Helping high school researchers get published

UAlberta teams up with Strathcona High School to produce peer-reviewed journal.

(Edmonton) Alexandra Martin has been working for months on the question of whether the United Nations Security Council is successful at intervening in civil wars-a heavy topic for a Grade 12 student.

So it will be a fine day come this fall, when Martin, 17, and her Strathcona High School classmates, as budding researchers, post their findings on the University of Alberta's journal publishing platform-believed to be the first time a university library in Canada has partnered with a high school to publish a peer-reviewed journal.

The publication will have a home on the University of Alberta Libraries' open journal hosting service, an electronic platform that already hosts 29 peer-reviewed academic journals related to U of A research or faculty.

"It's an incredibly exciting opportunity to see my work being published and it's a nice payoff at the end of all this work to have something to show for it," said Martin, who has applied to the U of A to study medicine. In the course of her project, she interviewed a few U of A professors and wrote a paper-skills she knows will be handy when starting post-secondary classes.

"I learned how to get my own sources and how to conduct an interview. That's going to be helpful when I have to balance research work on top of my course load."

Hosting the high school journal-and hopefully others like it-is key to the U of A Libraries mandate, said Gerald Beasley, vice-provost and chief librarian for the U of A.

"This is part of what libraries do, the same as lending books," he said. "U of A Libraries is committed to disseminating new knowledge, and this project with Strathcona High School is an opportunity to take community knowledge and make it more widely available."

The project also opens the way for other high schools and community groups in Alberta that don't happen to be affiliated with the U of A to have similar materials published on the university's open access journal system, Beasley said.

"We are proud to have established this publishing platform, and we are opening it up to any community group in Alberta."

The results can be accessed by any curious member of the public who wants to browse research findings and learn the latest about different topics, he noted.

Extending the free service to the community is an important part of the university libraries' commitment to the U of A's promise of uplifting the whole people, Beasley added.

"Open access to information for all is important; it's not behind a pay wall. Over the last decade there's been huge growth in open academic research and we believe that is important, because it touches all people-clinicians, those in the business field, taxpayers."

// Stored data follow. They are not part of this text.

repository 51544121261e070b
mod commands;
mod terminal;

use commands::{CommandLine, discover};
use terminal::{logging, print};

#[tokio::main]
async fn main() -> anyhow::Result<()> {
    let commands = CommandLine::parse_args();

    logging::init(commands.verbose);
    let cfg = commands.to_config();

    print::header("searching for cozylife devices", cfg.quiet);
    discover::discover(&commands.target, &cfg).await
}
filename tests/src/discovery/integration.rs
use std::collections::{HashMap, HashSet};
use std::net::Ipv4Addr;
use std::time::Duration;

use cozyscan_common::config::{Config, FragmentFormat};
use cozyscan_common::network::device::DiscoveredDevice;
use cozyscan_common::network::target;
use cozyscan_core::report;
use cozyscan_core::scanner::{self, ScanResult};
use tokio::net::TcpListener;

use crate::utils::DeviceFleet;

fn config(port: u16, workers: usize) -> Config {
    Config {
        port,
        timeout: Duration::from_secs(2),
        workers,
        disable_input: true,
        ..Config::default()
    }
}

fn serials(result: &ScanResult) -> HashSet<String> {
    result.devices.iter().map(|d| d.serial.clone()).collect()
}

/// A single device on localhost is found and lands in the fragment.
#[tokio::test]
async fn discovery_single_loopback() -> anyhow::Result<()> {
    let localhost = Ipv4Addr::LOCALHOST;
    let fleet =
        DeviceFleet::spawn(localhost, HashMap::from([(localhost, "LOOP00ABCD".to_string())])).await?;

    let candidates = target::parse("127.0.0.1")?;
    let result = scanner::perform_discovery(&candidates, &config(fleet.port, 8), None).await;

    assert_eq!(result.scanned(), 1);
    assert_eq!(result.failures, 0);
    let device: &DiscoveredDevice = result.devices.first().expect("device on localhost");
    assert_eq!(device.serial, "LOOP00ABCD");
    assert_eq!(device.product_id, "dj7bvx");
    assert_eq!(device.ip, "127.0.0.1");

    let report = report::format(&result, FragmentFormat::Yaml);
    assert!(report.summary_text.contains("127.0.0.1 ✓ FOUND"));
    assert!(report.config_fragment.contains("- serial_number: LOOP00ABCD"));
    assert!(report.config_fragment.contains("alias: Device_ABCD"));
    assert!(report.config_fragment.contains("ip: 127.0.0.1"));
    Ok(())
}

/// A closed port yields no devices and an empty fragment.
#[tokio::test]
async fn discovery_closed_port_finds_nothing() -> anyhow::Result<()> {
    let listener = TcpListener::bind((Ipv4Addr::LOCALHOST, 0)).await?;
    let port = listener.local_addr()?.port();
    drop(listener);

    let candidates = target::parse("127.0.0.1")?;
    let result = scanner::perform_discovery(&candidates, &config(port, 4), None).await;

    assert_eq!(result.scanned(), 1);
    assert!(result.devices.is_empty());
    assert!(report::device_entries(&result).is_empty());
    let report = report::format(&result, FragmentFormat::Yaml);
    assert!(report.config_fragment.ends_with("  devices: []\n"));
    assert!(report.summary_text.contains("127.0.0.1 ✗"));
    Ok(())
}

#[test]
fn malformed_specs_are_rejected_before_scanning() {
    let specs = [
        "",
        "192.168.1",
        "192.168.1.10-5",
        "10.0.0.0/33",
        "host.local",
        "10.0.0.1,10.0.0.2",
        "10.0.0.1-3,10.0.0.0/30",
        "010.0.0.1-5",
    ];
    for spec in specs {
        assert!(target::parse(spec).is_err(), "{spec:?} should not parse");
    }
}

/// Every 127.0.0.0/8 address reaches a wildcard listener on Linux, so one
/// fleet can stand in for a whole subnet.
#[cfg(target_os = "linux")]
mod loopback_subnet {
    use super::*;

    fn devices() -> HashMap<Ipv4Addr, String> {
        HashMap::from([
            (Ipv4Addr::new(127, 0, 0, 3), "SUBNET0003".to_string()),
            (Ipv4Addr::new(127, 0, 0, 77), "SUBNET0077".to_string()),
            (Ipv4Addr::new(127, 0, 0, 200), "SUBNET0200".to_string()),
        ])
    }

    #[tokio::test]
    async fn worker_count_does_not_change_what_is_found() -> anyhow::Result<()> {
        let fleet = DeviceFleet::spawn(Ipv4Addr::UNSPECIFIED, devices()).await?;
        let candidates = target::parse("127.0.0.1-254")?;
        assert_eq!(candidates.len(), 254);

        let sequential = scanner::perform_discovery(&candidates, &config(fleet.port, 1), None).await;
        let concurrent = scanner::perform_discovery(&candidates, &config(fleet.port, 64), None).await;

        assert_eq!(sequential.scanned(), 254);
        assert_eq!(concurrent.scanned(), 254);
        assert_eq!(serials(&sequential), serials(&concurrent));
        assert_eq!(
            serials(&concurrent),
            HashSet::from([
                "SUBNET0003".to_string(),
                "SUBNET0077".to_string(),
                "SUBNET0200".to_string(),
            ])
        );
        Ok(())
    }

    #[tokio::test]
    async fn cidr_scan_renders_fragment_in_address_order() -> anyhow::Result<()> {
        let fleet = DeviceFleet::spawn(Ipv4Addr::UNSPECIFIED, devices()).await?;
        let candidates = target::parse("127.0.0.0/24")?;
        assert_eq!(candidates.len(), 254);

        let result = scanner::perform_discovery(&candidates, &config(fleet.port, 32), None).await;
        let entries = report::device_entries(&result);
        let ips: Vec<&str> = entries.iter().map(|e| e.ip.as_str()).collect();
        assert_eq!(ips, vec!["127.0.0.3", "127.0.0.77", "127.0.0.200"]);
        assert_eq!(entries[1].alias, "Device_0077");

        let fragment = report::format(&result, FragmentFormat::Yaml).config_fragment;
        assert!(fragment.starts_with("hass_cozylife_local_pull:\n  lang: en\n  devices:\n"));
        assert_eq!(fragment.matches("- serial_number:").count(), 3);
        Ok(())
    }
}
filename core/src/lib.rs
//! Discovery and identification of CozyLife devices.
//!
//! [`scanner::DiscoveryEngine`] fans a candidate list out to a [`network::tcp::Prober`],
//! [`protocol`] holds the identify handshake codec and [`report`] renders the results.

pub mod network;
pub mod protocol;
pub mod report;
pub mod scanner;
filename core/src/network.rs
pub mod tcp;
pub mod device;
pub mod range;
pub mod target;
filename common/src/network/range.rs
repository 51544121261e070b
use std::net::Ipv4Addr;

use pnet::ipnetwork::{IpNetworkError, Ipv4Network};

/// Inclusive span of IPv4 addresses.
#[derive(Debug, Clone, Copy, PartialEq, Eq, Hash)]
pub struct Ipv4Range {
    pub start_addr: Ipv4Addr,
    pub end_addr: Ipv4Addr,
}

impl Ipv4Range {
    pub fn new(start_addr: Ipv4Addr, end_addr: Ipv4Addr) -> Self {
        Self {
            start_addr,
            end_addr,
        }
    }

    pub fn to_iter(&self) -> impl Iterator<Item = Ipv4Addr> {
        let start: u32 = self.start_addr.into();
        let end: u32 = self.end_addr.into();
        (start..=end).map(Ipv4Addr::from)
    }

    pub fn len(&self) -> u64 {
        let start: u32 = self.start_addr.into();
        let end: u32 = self.end_addr.into();
        if end < start {
            return 0;
        }
        u64::from(end - start) + 1
    }

    pub fn is_empty(&self) -> bool {
        self.len() == 0
    }
}

/// Host addresses of the network `ip/prefix`.
///
/// Host bits in `ip` are ignored. Network and broadcast addresses are dropped
/// for prefixes up to /30; a /31 keeps both of its addresses and a /32 is the
/// address itself.
pub fn cidr_hosts(ip: Ipv4Addr, prefix: u8) -> Result<Ipv4Range, IpNetworkError> {
    let network = Ipv4Network::new(ip, prefix)?;
    let start: u32 = network.network().into();
    let end: u32 = network.broadcast().into();

    if prefix <= 30 {
        Ok(Ipv4Range::new(
            Ipv4Addr::from(start + 1),
            Ipv4Addr::from(end - 1),
        ))
    } else {
        Ok(Ipv4Range::new(network.network(), network.broadcast()))
    }
}

// ╔════════════════════════════════════════════╗
// ║ ████████╗███████╗███████╗████████╗███████╗ ║
// ║ ╚══██╔══╝██╔════╝██╔════╝╚══██╔══╝██╔════╝ ║
// ║    ██║   █████╗  ███████╗   ██║   ███████╗ ║
// ║    ██║   ██╔══╝  ╚════██║   ██║   ╚════██║ ║
// ║    ██║   ███████╗███████║   ██║   ███████║ ║
// ║    ╚═╝   ╚══════╝╚══════╝   ╚═╝   ╚══════╝ ║
// ╚════════════════════════════════════════════╝
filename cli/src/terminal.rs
pub mod colors;
pub mod input;
pub mod logging;
pub mod print;
pub mod spinner;
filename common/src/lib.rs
//! Shared models for cozyscan: target parsing, discovered devices and the
//! scan configuration handed from the command line to the core.

pub mod config;
pub mod error;
pub mod network;
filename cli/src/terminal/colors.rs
use colored::Color;

pub const PRIMARY: Color = Color::TrueColor {
    r: 0x7d,
    g: 0xcf,
    b: 0xff,
};
pub const ACCENT: Color = Color::TrueColor {
    r: 0xff,
    g: 0xb8,
    b: 0x6c,
};
pub const SEPARATOR: Color = Color::BrightBlack;
pub const TEXT_DEFAULT: Color = Color::White;
pub const IPV4_ADDR: Color = Color::TrueColor {
    r: 0x9e,
    g: 0xce,
    b: 0x6a,
};
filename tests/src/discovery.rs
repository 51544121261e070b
mod integration;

The Strathcona High School journal, tentatively named The Cornerstone, will be peer-reviewed as other online academic journals are, and will feature findings based on analysis and research conducted by Grade 11 and 12 students through the school's new Advanced Placement Capstone Diploma program.

The students learn to analyze source documents such as academic journal articles and media stories, evaluate arguments and conduct independent research that results in the writing of "mini-theses," said Greg Henkelman, AP curriculum co-ordinator and AP Capstone co-ordinator at Strathcona High School.

The first issue, with topics ranging from the mental benefits of Matcha tea to Quebec policy on religious garb, publishes this fall, with plans to produce it on a twice-yearly or quarterly basis.

For his students, the collaboration between the school and U of A Libraries is a meaningful academic stepping stone, Henkelman said.

"Being published in a peer-edited journal, taking that work and sharing it with a broader audience is a strong reward for students," he added. "It's nice to have a library system that is willing to support our students in exposing their work, and we are grateful to the U of A for that."